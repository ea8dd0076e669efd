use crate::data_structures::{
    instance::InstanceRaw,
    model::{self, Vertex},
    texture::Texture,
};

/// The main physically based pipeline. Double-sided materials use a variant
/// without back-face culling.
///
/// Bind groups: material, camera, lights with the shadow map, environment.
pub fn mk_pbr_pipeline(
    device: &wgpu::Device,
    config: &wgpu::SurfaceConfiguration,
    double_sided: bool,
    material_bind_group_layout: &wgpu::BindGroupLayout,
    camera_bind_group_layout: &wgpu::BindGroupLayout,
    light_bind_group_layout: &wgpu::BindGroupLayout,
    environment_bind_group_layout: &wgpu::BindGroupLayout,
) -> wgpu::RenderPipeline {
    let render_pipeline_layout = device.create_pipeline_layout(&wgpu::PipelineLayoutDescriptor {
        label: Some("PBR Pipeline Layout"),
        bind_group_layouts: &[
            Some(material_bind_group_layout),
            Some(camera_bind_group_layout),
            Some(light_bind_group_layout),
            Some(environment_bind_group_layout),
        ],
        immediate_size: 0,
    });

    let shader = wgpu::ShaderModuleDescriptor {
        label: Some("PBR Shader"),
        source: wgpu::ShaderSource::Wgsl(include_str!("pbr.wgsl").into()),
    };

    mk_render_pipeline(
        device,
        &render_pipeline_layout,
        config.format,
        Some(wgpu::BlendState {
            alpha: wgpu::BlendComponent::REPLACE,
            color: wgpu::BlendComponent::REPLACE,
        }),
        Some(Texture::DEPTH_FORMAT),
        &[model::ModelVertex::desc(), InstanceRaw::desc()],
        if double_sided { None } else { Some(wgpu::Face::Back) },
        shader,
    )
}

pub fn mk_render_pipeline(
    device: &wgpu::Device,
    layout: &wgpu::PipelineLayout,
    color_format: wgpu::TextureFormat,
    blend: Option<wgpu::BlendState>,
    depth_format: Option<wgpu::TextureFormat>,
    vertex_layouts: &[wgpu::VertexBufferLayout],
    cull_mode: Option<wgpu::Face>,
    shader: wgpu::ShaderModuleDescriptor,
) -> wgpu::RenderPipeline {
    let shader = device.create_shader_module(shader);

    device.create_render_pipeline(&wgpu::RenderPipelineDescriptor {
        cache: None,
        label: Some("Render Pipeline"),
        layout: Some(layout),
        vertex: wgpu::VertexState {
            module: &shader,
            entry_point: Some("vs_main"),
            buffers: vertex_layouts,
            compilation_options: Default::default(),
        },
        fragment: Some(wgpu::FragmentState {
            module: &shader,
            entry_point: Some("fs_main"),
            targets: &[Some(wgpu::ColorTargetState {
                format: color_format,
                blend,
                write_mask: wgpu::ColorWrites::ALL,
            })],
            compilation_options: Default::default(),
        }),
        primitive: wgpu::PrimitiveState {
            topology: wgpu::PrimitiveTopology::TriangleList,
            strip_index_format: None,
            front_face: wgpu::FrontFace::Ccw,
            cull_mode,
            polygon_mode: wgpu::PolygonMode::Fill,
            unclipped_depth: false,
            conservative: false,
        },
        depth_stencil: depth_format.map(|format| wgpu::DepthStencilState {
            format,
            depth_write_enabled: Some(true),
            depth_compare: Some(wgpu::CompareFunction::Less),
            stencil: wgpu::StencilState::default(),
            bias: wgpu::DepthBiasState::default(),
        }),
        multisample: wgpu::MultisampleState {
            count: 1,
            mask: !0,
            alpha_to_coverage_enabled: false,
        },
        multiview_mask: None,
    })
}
* * *
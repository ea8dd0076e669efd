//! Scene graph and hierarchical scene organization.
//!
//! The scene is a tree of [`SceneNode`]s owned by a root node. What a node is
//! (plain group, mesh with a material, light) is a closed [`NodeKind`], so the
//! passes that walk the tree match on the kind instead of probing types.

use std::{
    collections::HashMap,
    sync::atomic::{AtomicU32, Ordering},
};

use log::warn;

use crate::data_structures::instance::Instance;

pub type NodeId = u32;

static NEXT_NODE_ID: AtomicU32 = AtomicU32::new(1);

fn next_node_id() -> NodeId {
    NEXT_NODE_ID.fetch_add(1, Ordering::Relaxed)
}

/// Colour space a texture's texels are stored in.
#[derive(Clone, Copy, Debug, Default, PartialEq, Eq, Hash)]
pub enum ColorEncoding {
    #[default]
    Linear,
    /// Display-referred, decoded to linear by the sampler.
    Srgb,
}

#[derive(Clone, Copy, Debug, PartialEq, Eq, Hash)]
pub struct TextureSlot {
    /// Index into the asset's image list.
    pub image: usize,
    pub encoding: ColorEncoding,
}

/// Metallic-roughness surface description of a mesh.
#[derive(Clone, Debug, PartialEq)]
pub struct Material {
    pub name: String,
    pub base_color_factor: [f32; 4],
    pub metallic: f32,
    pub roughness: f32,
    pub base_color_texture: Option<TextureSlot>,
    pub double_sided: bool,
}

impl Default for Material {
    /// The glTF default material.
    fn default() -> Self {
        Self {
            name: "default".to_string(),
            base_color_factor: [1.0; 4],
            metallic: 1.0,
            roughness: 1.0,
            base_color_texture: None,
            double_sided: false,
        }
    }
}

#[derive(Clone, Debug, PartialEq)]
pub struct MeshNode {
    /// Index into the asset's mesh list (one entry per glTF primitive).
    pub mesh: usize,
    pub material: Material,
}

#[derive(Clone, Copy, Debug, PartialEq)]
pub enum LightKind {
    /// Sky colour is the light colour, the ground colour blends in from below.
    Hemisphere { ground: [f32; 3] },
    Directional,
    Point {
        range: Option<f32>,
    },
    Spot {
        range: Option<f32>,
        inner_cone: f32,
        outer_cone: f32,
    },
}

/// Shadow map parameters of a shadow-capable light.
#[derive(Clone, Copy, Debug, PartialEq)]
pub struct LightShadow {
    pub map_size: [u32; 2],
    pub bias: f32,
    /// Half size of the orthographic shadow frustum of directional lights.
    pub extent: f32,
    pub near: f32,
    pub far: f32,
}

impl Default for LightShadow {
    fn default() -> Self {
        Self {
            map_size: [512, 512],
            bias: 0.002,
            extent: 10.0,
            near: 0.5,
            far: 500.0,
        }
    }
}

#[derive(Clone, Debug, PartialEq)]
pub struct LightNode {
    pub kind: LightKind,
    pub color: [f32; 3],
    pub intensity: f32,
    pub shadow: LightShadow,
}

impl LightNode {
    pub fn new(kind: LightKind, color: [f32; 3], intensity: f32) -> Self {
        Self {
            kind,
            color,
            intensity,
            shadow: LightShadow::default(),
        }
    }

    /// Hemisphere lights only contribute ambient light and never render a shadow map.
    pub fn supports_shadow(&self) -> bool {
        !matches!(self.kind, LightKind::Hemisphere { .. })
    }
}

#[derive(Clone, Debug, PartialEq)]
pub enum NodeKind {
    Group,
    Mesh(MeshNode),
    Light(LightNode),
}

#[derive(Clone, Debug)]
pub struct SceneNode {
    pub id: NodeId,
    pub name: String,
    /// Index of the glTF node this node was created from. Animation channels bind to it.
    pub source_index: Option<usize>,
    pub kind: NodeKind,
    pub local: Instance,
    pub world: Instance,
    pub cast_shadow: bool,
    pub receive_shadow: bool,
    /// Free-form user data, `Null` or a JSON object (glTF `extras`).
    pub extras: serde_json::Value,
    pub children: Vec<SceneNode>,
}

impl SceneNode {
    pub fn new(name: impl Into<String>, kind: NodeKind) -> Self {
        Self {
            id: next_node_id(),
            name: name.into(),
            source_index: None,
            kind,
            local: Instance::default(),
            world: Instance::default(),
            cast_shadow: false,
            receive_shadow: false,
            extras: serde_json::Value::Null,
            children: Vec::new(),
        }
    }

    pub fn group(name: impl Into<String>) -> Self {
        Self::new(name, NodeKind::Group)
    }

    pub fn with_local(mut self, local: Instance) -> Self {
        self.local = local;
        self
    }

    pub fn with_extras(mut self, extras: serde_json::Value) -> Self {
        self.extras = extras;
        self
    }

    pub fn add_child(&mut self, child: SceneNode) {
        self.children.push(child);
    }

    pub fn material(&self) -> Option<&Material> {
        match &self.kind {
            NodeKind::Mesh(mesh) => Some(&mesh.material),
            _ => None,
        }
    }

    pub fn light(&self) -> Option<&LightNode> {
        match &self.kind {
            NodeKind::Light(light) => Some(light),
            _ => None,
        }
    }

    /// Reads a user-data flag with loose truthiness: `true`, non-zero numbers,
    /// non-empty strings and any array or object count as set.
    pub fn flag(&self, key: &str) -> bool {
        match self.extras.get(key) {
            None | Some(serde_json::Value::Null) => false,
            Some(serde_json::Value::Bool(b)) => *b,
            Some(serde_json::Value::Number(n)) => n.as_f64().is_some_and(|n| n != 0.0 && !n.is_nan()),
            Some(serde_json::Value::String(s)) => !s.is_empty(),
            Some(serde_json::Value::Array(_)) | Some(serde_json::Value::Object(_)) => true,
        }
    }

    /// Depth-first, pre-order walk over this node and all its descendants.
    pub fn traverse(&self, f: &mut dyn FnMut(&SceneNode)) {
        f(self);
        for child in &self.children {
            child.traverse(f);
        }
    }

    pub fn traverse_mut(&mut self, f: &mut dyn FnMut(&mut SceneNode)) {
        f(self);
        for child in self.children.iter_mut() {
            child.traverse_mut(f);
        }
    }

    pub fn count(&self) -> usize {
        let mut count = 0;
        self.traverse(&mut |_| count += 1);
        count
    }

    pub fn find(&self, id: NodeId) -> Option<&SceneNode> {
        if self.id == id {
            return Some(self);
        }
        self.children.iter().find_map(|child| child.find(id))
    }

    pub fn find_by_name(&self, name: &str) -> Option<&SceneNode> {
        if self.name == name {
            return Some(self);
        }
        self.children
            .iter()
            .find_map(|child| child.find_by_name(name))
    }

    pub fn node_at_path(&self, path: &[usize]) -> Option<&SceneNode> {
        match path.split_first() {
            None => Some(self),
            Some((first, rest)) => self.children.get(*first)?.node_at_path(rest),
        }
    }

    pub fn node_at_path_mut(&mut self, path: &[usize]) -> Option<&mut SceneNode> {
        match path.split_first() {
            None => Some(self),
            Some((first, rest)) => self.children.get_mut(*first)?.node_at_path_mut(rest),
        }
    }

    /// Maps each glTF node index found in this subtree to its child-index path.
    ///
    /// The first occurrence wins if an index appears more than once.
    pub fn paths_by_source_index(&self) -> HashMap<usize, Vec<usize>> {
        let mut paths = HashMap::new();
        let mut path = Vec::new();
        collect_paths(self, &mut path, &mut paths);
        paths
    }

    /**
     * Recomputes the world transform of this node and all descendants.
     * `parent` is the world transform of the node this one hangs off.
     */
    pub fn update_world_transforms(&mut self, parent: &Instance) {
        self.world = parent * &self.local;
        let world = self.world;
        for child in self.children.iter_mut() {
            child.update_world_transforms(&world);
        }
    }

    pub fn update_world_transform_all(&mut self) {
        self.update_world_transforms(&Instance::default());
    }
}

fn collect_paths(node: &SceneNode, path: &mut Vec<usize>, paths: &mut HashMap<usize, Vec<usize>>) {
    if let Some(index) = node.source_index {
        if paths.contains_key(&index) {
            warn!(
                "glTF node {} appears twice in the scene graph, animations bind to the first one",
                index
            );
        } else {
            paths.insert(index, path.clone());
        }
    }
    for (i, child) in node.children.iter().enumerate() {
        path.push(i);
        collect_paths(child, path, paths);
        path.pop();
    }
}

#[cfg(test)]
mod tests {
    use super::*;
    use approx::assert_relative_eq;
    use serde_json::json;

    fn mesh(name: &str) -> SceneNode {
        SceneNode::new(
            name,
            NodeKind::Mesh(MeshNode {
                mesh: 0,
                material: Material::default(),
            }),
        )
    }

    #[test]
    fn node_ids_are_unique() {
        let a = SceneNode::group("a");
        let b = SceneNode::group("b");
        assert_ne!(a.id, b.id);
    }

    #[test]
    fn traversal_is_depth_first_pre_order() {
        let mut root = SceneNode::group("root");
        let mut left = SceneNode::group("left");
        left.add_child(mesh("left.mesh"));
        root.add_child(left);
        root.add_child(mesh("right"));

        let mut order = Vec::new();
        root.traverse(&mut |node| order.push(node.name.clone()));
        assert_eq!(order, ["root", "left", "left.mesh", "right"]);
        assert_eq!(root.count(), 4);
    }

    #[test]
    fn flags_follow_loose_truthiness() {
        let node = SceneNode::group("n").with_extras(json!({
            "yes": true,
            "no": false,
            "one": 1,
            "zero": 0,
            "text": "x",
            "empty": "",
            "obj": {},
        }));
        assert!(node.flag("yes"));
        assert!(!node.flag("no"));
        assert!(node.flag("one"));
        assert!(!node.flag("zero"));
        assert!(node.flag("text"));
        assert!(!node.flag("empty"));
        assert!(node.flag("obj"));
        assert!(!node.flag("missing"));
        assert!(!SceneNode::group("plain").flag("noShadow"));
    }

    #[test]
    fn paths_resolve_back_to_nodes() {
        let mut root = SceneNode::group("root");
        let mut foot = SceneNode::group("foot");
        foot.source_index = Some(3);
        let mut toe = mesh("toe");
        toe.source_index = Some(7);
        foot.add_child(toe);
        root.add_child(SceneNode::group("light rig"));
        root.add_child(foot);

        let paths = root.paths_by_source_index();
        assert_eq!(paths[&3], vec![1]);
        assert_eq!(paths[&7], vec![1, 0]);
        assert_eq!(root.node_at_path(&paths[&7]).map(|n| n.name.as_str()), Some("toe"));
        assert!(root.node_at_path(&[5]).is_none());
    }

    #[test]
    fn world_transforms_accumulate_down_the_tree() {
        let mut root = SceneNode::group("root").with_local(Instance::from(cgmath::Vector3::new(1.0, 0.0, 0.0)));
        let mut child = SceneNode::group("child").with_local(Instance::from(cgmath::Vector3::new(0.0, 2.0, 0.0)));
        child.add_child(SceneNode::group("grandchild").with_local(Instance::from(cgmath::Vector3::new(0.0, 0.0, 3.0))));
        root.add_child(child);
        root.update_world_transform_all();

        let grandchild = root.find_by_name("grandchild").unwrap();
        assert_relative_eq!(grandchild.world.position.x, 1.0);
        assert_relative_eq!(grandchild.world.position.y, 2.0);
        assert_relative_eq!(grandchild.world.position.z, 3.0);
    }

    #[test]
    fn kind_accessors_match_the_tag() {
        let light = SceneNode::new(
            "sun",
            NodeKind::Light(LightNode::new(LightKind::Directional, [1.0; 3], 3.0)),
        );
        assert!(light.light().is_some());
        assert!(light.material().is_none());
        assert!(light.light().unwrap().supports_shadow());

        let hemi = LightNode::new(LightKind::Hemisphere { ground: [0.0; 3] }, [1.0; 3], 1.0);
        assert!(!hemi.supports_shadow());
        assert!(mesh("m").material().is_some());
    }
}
* * *
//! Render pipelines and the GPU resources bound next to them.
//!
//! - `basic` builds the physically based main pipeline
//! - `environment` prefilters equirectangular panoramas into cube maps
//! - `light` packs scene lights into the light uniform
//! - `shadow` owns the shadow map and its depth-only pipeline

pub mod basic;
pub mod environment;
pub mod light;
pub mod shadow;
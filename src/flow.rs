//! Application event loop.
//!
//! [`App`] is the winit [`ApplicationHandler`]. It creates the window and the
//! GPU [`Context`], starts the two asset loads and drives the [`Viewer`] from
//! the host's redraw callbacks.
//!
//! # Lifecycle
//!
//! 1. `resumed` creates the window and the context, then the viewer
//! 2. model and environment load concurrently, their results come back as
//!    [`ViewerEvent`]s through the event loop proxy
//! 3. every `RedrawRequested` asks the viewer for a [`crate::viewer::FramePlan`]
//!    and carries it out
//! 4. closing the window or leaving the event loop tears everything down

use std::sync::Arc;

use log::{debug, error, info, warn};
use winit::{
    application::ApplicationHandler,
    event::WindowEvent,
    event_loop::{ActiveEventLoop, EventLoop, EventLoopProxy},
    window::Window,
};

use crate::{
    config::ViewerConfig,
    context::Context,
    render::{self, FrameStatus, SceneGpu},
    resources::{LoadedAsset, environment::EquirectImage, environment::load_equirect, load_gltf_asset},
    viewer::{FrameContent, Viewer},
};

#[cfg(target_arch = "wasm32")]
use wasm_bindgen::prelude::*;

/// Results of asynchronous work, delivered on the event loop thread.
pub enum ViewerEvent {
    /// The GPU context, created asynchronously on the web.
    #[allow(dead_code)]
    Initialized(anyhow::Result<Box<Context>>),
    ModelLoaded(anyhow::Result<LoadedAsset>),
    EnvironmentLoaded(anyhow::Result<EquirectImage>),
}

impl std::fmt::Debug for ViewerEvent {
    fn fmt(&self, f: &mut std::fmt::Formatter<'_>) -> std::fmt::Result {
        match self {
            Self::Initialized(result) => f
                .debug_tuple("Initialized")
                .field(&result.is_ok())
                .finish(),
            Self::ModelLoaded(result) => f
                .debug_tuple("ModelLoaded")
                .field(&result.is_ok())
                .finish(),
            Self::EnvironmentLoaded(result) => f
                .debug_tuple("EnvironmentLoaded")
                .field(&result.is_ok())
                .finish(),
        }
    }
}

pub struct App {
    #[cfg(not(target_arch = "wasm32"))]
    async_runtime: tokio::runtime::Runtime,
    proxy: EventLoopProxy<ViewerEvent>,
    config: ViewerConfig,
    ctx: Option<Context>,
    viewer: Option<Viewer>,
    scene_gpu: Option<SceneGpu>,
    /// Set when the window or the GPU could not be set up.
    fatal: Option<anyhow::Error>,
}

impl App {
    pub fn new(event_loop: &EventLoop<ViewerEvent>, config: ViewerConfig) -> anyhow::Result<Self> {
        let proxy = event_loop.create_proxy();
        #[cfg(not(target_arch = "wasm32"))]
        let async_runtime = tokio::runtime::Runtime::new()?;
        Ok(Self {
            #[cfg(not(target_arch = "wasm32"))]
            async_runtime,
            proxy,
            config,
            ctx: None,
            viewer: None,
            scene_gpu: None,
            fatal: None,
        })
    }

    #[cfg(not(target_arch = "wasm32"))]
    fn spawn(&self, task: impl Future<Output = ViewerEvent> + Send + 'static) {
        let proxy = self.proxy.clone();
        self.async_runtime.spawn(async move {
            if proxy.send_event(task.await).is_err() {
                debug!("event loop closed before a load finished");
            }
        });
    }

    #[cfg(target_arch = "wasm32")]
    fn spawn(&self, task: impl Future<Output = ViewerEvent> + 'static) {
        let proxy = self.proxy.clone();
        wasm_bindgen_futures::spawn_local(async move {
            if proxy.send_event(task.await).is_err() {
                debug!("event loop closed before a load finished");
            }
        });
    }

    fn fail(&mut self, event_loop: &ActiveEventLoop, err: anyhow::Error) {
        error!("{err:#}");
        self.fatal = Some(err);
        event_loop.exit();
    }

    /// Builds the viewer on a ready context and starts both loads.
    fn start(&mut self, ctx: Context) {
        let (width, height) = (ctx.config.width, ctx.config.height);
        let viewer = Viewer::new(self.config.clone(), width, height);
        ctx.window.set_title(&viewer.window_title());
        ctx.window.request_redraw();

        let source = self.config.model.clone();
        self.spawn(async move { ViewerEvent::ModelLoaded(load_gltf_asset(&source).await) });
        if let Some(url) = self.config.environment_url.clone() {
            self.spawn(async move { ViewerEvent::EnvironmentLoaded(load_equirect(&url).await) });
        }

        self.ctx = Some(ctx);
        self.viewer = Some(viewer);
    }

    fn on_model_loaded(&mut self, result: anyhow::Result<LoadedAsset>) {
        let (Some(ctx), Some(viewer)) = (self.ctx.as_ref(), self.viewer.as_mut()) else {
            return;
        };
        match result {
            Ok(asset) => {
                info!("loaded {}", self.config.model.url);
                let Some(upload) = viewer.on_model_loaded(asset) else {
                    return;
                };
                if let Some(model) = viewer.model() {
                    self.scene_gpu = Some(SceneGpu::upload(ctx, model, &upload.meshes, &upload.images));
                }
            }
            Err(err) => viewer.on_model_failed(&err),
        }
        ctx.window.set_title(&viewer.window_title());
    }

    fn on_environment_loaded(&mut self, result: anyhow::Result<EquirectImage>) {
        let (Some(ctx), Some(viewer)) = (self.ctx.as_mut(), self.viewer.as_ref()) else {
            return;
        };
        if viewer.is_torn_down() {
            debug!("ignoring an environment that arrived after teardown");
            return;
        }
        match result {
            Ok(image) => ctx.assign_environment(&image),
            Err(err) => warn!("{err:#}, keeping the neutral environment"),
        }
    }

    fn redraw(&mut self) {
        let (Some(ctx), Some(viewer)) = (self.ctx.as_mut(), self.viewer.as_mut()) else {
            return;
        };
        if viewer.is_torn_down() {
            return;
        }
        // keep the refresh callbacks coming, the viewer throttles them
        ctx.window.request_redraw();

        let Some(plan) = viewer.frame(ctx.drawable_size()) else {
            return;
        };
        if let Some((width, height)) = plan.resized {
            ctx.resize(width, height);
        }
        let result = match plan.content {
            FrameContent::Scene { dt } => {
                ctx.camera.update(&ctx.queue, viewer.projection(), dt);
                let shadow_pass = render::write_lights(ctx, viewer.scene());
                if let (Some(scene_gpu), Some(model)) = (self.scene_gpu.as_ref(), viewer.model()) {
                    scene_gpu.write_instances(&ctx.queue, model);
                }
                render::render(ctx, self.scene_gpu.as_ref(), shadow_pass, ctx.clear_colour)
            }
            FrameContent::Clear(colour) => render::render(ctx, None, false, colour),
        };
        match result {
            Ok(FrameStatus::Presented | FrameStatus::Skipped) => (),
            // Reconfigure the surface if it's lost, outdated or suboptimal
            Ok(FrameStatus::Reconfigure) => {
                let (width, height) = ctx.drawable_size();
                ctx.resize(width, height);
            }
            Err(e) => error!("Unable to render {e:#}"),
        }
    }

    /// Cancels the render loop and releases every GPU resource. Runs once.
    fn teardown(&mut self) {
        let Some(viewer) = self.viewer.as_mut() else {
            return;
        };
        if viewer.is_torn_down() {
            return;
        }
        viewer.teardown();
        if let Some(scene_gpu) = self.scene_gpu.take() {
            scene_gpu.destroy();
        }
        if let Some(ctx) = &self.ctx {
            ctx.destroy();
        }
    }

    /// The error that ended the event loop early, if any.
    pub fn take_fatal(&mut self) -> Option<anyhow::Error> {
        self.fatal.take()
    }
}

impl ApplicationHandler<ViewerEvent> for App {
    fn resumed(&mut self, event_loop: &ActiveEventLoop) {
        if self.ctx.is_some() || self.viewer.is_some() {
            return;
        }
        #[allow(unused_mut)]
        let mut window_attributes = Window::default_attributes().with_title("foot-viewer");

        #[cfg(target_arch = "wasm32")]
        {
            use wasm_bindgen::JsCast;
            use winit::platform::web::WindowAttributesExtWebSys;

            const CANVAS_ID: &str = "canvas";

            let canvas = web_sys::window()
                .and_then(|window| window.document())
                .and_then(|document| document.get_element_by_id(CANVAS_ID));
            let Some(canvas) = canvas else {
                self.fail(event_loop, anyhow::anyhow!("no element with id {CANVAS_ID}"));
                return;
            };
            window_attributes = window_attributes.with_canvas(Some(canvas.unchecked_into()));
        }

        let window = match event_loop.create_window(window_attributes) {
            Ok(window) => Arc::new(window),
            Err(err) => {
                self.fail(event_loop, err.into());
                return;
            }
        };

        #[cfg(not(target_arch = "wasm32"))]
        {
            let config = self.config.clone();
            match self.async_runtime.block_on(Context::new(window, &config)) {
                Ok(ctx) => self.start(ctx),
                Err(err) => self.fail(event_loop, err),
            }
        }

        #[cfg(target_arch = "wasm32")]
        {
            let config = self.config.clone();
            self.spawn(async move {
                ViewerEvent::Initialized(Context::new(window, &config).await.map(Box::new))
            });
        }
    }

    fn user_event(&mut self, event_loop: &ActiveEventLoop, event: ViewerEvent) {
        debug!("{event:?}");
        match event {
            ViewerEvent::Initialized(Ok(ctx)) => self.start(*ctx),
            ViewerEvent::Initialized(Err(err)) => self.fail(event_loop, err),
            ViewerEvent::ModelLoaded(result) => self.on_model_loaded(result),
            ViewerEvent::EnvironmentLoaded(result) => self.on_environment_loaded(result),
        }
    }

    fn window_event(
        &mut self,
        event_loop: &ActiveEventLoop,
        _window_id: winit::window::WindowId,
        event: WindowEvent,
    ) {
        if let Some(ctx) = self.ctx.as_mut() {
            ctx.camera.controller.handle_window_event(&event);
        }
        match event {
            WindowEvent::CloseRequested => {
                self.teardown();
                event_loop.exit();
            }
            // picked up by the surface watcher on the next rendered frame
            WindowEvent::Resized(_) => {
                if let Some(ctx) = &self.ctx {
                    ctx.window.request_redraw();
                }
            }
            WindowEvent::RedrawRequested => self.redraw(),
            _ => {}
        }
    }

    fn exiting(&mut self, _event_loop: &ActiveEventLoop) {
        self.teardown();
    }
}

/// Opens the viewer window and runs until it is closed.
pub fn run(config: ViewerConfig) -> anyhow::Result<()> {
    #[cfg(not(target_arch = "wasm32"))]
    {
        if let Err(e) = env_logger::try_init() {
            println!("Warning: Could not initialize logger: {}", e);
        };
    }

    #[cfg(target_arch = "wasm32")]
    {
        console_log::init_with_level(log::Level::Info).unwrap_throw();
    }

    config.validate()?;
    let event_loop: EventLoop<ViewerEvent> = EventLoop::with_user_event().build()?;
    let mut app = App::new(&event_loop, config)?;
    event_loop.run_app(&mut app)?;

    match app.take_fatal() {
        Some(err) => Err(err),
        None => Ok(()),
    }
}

== REQUIRED WORK ==
Search each line of the data above for "appears", and copy the lines where it occurs.

== RESULT OF THE TASK ==
    /// The first occurrence wins if an index appears more than once.
                "glTF node {} appears twice in the scene graph, animations bind to the first one",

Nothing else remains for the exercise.